The Government wants rail to be greener and cleaner. That’s great, but to make it happen we now need to see a consistent long-term plan.
Rail Minister, Jo Johnson, has called on the rail industry to do more to cut carbon emissions and clean up air quality.
This is welcome. Overall, rail plays an important role in reducing the environmental impact of transport and with investment in new technology it is well-placed to do more.
It is therefore tempting to see the announcement as a signal that all diesel trains are about to be shunted permanently into the sidings. This is not the case. First, the announcement refers simply to diesel-only trains. The bi-mode trains brought in to run on routes with electrified and non-electrified sections will be unaffected. Second, it is not clear what Johnson means by decarbonisation. If diesel bi-modes are acceptable in carbon terms, what about hydrogen or battery power and any carbon associated with them? Third, it does not necessarily mean a slew of clean new trains hitting the tracks. Converting aged diesels so they run on wholly or even partly on another energy source would apparently be enough. Fourth, no changes are imminent - today's Young Persons Railcard holders will be nearly 50 before the cut off date for withdrawing diesels arrives.

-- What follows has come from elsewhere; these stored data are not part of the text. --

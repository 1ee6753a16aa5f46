//! JSON Output

use crate::report::Report;

/// Generate JSON report
pub fn generate_json_report(report: &Report) -> Result<String, serde_json::Error> {
    serde_json::to_string_pretty(report)
}
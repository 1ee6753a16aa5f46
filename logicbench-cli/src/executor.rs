//! Benchmark Executor
//!
//! Runs the harness with progress reporting, then assembles the report.

use indicatif::{ProgressBar, ProgressStyle};
use logicbench_core::{CaseResult, FailurePolicy, Harness, HarnessRun, JsonLogicEvaluator, RunObserver, TestCase};
use logicbench_report::{
    chart_points, render_ascii_chart, render_table, Report, ReportMeta, ReportSummary, SystemInfo,
    ViewState,
};
use std::time::Instant;

/// Rows in the terminal chart
const CHART_HEIGHT: usize = 10;

/// Shows the currently running case on a progress bar
pub struct ProgressObserver {
    pb: ProgressBar,
}

impl ProgressObserver {
    pub fn new() -> Self {
        let pb = ProgressBar::new(0);
        pb.set_style(
            ProgressStyle::default_bar()
                .template("{spinner:.green} [{elapsed_precise}] [{bar:40.cyan/blue}] {pos}/{len} {msg}")
                .unwrap_or_else(|_| ProgressStyle::default_bar())
                .progress_chars("#>-"),
        );
        Self { pb }
    }

    pub fn hidden() -> Self {
        Self {
            pb: ProgressBar::hidden(),
        }
    }
}

impl Default for ProgressObserver {
    fn default() -> Self {
        Self::new()
    }
}

impl RunObserver for ProgressObserver {
    fn run_started(&mut self, total: usize) {
        self.pb.set_length(total as u64);
    }

    fn case_started(&mut self, _index: usize, name: &str) {
        self.pb.set_message(format!("Running: {}...", name));
    }

    fn case_finished(&mut self, _index: usize, result: &CaseResult) {
        if let Err(failure) = result {
            self.pb.println(format!("  ✗ {}", failure));
        }
        self.pb.inc(1);
    }

    fn run_finished(&mut self, run: &HarnessRun) {
        if run.aborted {
            self.pb.abandon_with_message("Aborted");
        } else {
            self.pb.finish_with_message("Complete");
        }
    }
}

/// A finished run and the presentation state it produced
pub struct Execution {
    pub run: HarnessRun,
    pub view: ViewState,
    pub duration_ms: f64,
}

/// Run the cases sequentially against the JSON Logic evaluator
pub fn execute(cases: &[TestCase], policy: FailurePolicy, progress: ProgressObserver) -> Execution {
    let harness = Harness::new(JsonLogicEvaluator).with_policy(policy);
    let mut view = ViewState::new();
    let mut progress = progress;

    let start = Instant::now();
    let run = harness.run(cases, &mut (&mut progress, &mut view));
    let duration_ms = start.elapsed().as_secs_f64() * 1000.0;

    tracing::info!(
        cases = run.results.len(),
        failed = run.failures().count(),
        aborted = run.aborted,
        duration_ms,
        "benchmark run finished"
    );

    Execution {
        run,
        view,
        duration_ms,
    }
}

/// Build a complete Report from an execution
pub fn build_report(execution: &Execution, meta: ReportMeta) -> Report {
    let results = execution.view.results().to_vec();
    let summary = ReportSummary::from_cases(&results, execution.run.aborted, execution.duration_ms);
    Report {
        meta,
        results,
        summary,
    }
}

/// Build report metadata
pub fn build_report_meta(evaluator: &str, seed: Option<u64>) -> ReportMeta {
    use chrono::Utc;

    let system = SystemInfo {
        os: std::env::consts::OS.to_string(),
        arch: std::env::consts::ARCH.to_string(),
        cpu: get_cpu_model().unwrap_or_else(|| "Unknown".to_string()),
        cpu_cores: num_cpus(),
    };

    ReportMeta {
        version: env!("CARGO_PKG_VERSION").to_string(),
        evaluator: evaluator.to_string(),
        timestamp: Utc::now(),
        seed,
        system,
    }
}

fn get_cpu_model() -> Option<String> {
    #[cfg(target_os = "linux")]
    {
        std::fs::read_to_string("/proc/cpuinfo")
            .ok()
            .and_then(|content| {
                content
                    .lines()
                    .find(|l| l.starts_with("model name"))
                    .and_then(|l| l.split(':').nth(1))
                    .map(|s| s.trim().to_string())
            })
    }
    #[cfg(not(target_os = "linux"))]
    {
        None
    }
}

fn num_cpus() -> u32 {
    std::thread::available_parallelism()
        .map(|n| n.get() as u32)
        .unwrap_or(1)
}

/// Format output for human-readable display
pub fn format_human_output(report: &Report, view: &ViewState) -> String {
    let mut output = String::new();

    output.push('\n');
    output.push_str(&format!("{} Performance Benchmark\n", report.meta.evaluator));
    output.push_str(&"=".repeat(60));
    output.push_str("\n\n");

    if report.results.is_empty() {
        output.push_str("No results.\n");
    } else {
        output.push_str(&render_ascii_chart(&chart_points(&report.results), CHART_HEIGHT));
        output.push('\n');
        output.push_str(&render_table(&report.results, view.expansion()));
    }

    output.push_str("\nSummary\n");
    output.push_str(&"-".repeat(60));
    output.push('\n');
    output.push_str(&format!(
        "  Total: {}  Passed: {}  Failed: {}{}\n",
        report.summary.total_cases,
        report.summary.passed,
        report.summary.failed,
        if report.summary.aborted { "  (aborted)" } else { "" }
    ));
    output.push_str(&format!(
        "  Duration: {:.2} ms\n",
        report.summary.total_duration_ms
    ));
    if let Some(seed) = report.meta.seed {
        output.push_str(&format!("  Seed: {}\n", seed));
    }

    output
}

So, to have legs the Government's announcement will need to be accompanied by a plan and investment, but will either be forthcoming? The Government has cancelled a series of electrification projects, most recently just over six months ago when the long-promised electrification schemes between Cardiff and Swansea, the Midland mainline and in the Lake District were all scrapped.
Although the Government is now clear that the electric-diesel bi-mode trains are only a transitionary bridging technology, the cancellation slammed the brakes on cleaner, faster and more reliable travel offered by electric trains and our petition calling on the Government to reconsider its decision was signed by over 14,000 people.
In overall energy use, rail can already claim to be relatively green but its impact on local air quality is much less positive (see recent studies of air quality at Birmingham New Street, for example). The headline announcement from Jo Johnson is a requirement to take all diesel-only trains off the tracks by 2040, mirroring the cut-off date for sales of petrol and diesel cars.
Again, this is very welcome, but rail famously has long lead-in times. The risk of setting such a distant date is that we end up with the same dirty old diesels trundling around the network for another 20 years. The target date needs to be accompanied with a clear roadmap to zero emission trains, setting out how both research plans and other tools like franchising will be used to clean up the industry. Technologies such as hydrogen trains certainly show potential, but bringing them forward in a manner which also reduces carbon emissions will be no small task.
There are huge opportunities for decarbonising rail and an urgency in cutting pollution levels at railway stations. The Government’s intervention is welcome, but shunting it over to the rail industry to sort out on its own is not enough. To be meaningful, the Government’s desire for a cleaner, greener railway needs to be supported by a consistent long-term strategy with investment and research that sets out a clear vision for the future and gives investors, the industry and the travelling public the certainty they want and need.